//! Terminal renderings of the tuner's indicators.

use std::io::Write;

use serde_json::json;
use tuner_core::output::IndicatorSink;
use tuner_core::tuning::{Segment, SegmentPattern};
use tuner_core::{Reading, Result, TunerError, TuningIndicator};

fn io_error(e: std::io::Error) -> TunerError {
    TunerError::Output(e.to_string())
}

/// Renders a segment pattern as three rows of text. The decimal point
/// follows the bottom row.
pub fn render_glyph(pattern: SegmentPattern) -> [String; 3] {
    let lit = |segment, on: char| if pattern.is_lit(segment) { on } else { ' ' };

    [
        [' ', lit(Segment::A, '_'), ' '].iter().collect(),
        [lit(Segment::F, '|'), lit(Segment::G, '_'), lit(Segment::B, '|')]
            .iter()
            .collect(),
        [
            lit(Segment::E, '|'),
            lit(Segment::D, '_'),
            lit(Segment::C, '|'),
            lit(Segment::Dp, '.'),
        ]
        .iter()
        .collect(),
    ]
}

/// The three tuning lamps, the active one filled.
pub fn render_lamps(indicator: TuningIndicator) -> String {
    let lamp = |which: TuningIndicator, label: &str| {
        let mark = if which == indicator { '*' } else { ' ' };
        format!("({mark}) {label}")
    };
    format!(
        "{}  {}  {}",
        lamp(TuningIndicator::Flat, "flat"),
        lamp(TuningIndicator::InTune, "in tune"),
        lamp(TuningIndicator::Sharp, "sharp")
    )
}

/// Seven-segment glyph and lamps, redrawn for every reading. An estimate
/// without a pitch class leaves the previous drawing in place.
pub struct TerminalDisplay<W> {
    out: W,
}

impl<W: Write> TerminalDisplay<W> {
    pub fn new(out: W) -> Self {
        Self { out }
    }

    pub fn into_inner(self) -> W {
        self.out
    }
}

impl<W: Write> IndicatorSink for TerminalDisplay<W> {
    fn show(&mut self, reading: &Reading) -> Result<()> {
        let [top, middle, bottom] = render_glyph(reading.segments);
        writeln!(self.out, "{top}").map_err(io_error)?;
        writeln!(self.out, "{middle}   {:>8.2} Hz", reading.frequency).map_err(io_error)?;
        writeln!(self.out, "{bottom}  {:+6.1} cents", reading.cents).map_err(io_error)?;
        writeln!(self.out, "{}", render_lamps(reading.indicator)).map_err(io_error)?;
        writeln!(self.out).map_err(io_error)?;
        self.out.flush().map_err(io_error)
    }
}

/// One JSON object per line.
pub struct JsonLines<W> {
    out: W,
}

impl<W: Write> JsonLines<W> {
    pub fn new(out: W) -> Self {
        Self { out }
    }

    pub fn into_inner(self) -> W {
        self.out
    }

    fn write_value<T: serde::Serialize>(&mut self, value: &T) -> Result<()> {
        serde_json::to_writer(&mut self.out, value).map_err(|e| TunerError::Output(e.to_string()))?;
        writeln!(self.out).map_err(io_error)?;
        self.out.flush().map_err(io_error)
    }
}

impl<W: Write> IndicatorSink for JsonLines<W> {
    fn show(&mut self, reading: &Reading) -> Result<()> {
        self.write_value(reading)
    }

    fn no_pitch(&mut self, frequency: f32) -> Result<()> {
        self.write_value(&json!({ "frequency": frequency, "pitch_class": null }))
    }
}

#[cfg(test)]
mod tests {
    use super::*;
    use tuner_core::PitchClass;
    use tuner_core::tuning::classify;

    #[test]
    fn renders_a() {
        assert_eq!(render_glyph(PitchClass::A.segments()), [" _ ", "|_|", "| | "]);
    }

    #[test]
    fn sharp_classes_light_the_decimal_point() {
        assert_eq!(render_glyph(PitchClass::ASharp.segments()), [" _ ", "|_|", "| |."]);
        assert_eq!(render_glyph(PitchClass::C.segments()), [" _ ", "|  ", "|_  "]);
    }

    #[test]
    fn only_the_active_lamp_is_filled() {
        assert_eq!(render_lamps(TuningIndicator::InTune), "( ) flat  (*) in tune  ( ) sharp");
    }

    #[test]
    fn terminal_display_draws_glyph_and_lamps() {
        let reading = classify(440.0).unwrap();
        let mut display = TerminalDisplay::new(Vec::new());
        display.show(&reading).unwrap();

        let text = String::from_utf8(display.into_inner()).unwrap();
        let lines: Vec<&str> = text.lines().collect();
        assert_eq!(lines[0], " _ ");
        assert!(lines[1].starts_with("|_|"));
        assert!(lines[1].contains("440.00 Hz"));
        assert!(lines[2].starts_with("| | "));
        assert!(lines[3].contains("(*) in tune"));
    }

    #[test]
    fn terminal_display_ignores_unclassified_estimates() {
        let mut display = TerminalDisplay::new(Vec::new());
        display.no_pitch(f32::NAN).unwrap();
        assert!(display.into_inner().is_empty());
    }

    #[test]
    fn json_lines_writes_one_object_per_reading() {
        let mut sink = JsonLines::new(Vec::new());
        sink.show(&classify(880.0).unwrap()).unwrap();
        sink.no_pitch(0.0).unwrap();

        let text = String::from_utf8(sink.into_inner()).unwrap();
        let lines: Vec<serde_json::Value> = text
            .lines()
            .map(|line| serde_json::from_str(line).unwrap())
            .collect();
        assert_eq!(lines.len(), 2);
        assert_eq!(lines[0]["pitch_class"], "A");
        assert_eq!(lines[0]["indicator"], "in-tune");
        assert_eq!(lines[0]["frequency"], 880.0);
        assert_eq!(lines[1]["pitch_class"], serde_json::Value::Null);
    }
}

» Exercise brief:
The expected answer holds each line from the listing above where the string "Result" is present.

» Output of the exercise:
use tuner_core::{Reading, Result, TunerError, TuningIndicator};
    fn show(&mut self, reading: &Reading) -> Result<()> {
    fn write_value<T: serde::Serialize>(&mut self, value: &T) -> Result<()> {
    fn show(&mut self, reading: &Reading) -> Result<()> {
    fn no_pitch(&mut self, frequency: f32) -> Result<()> {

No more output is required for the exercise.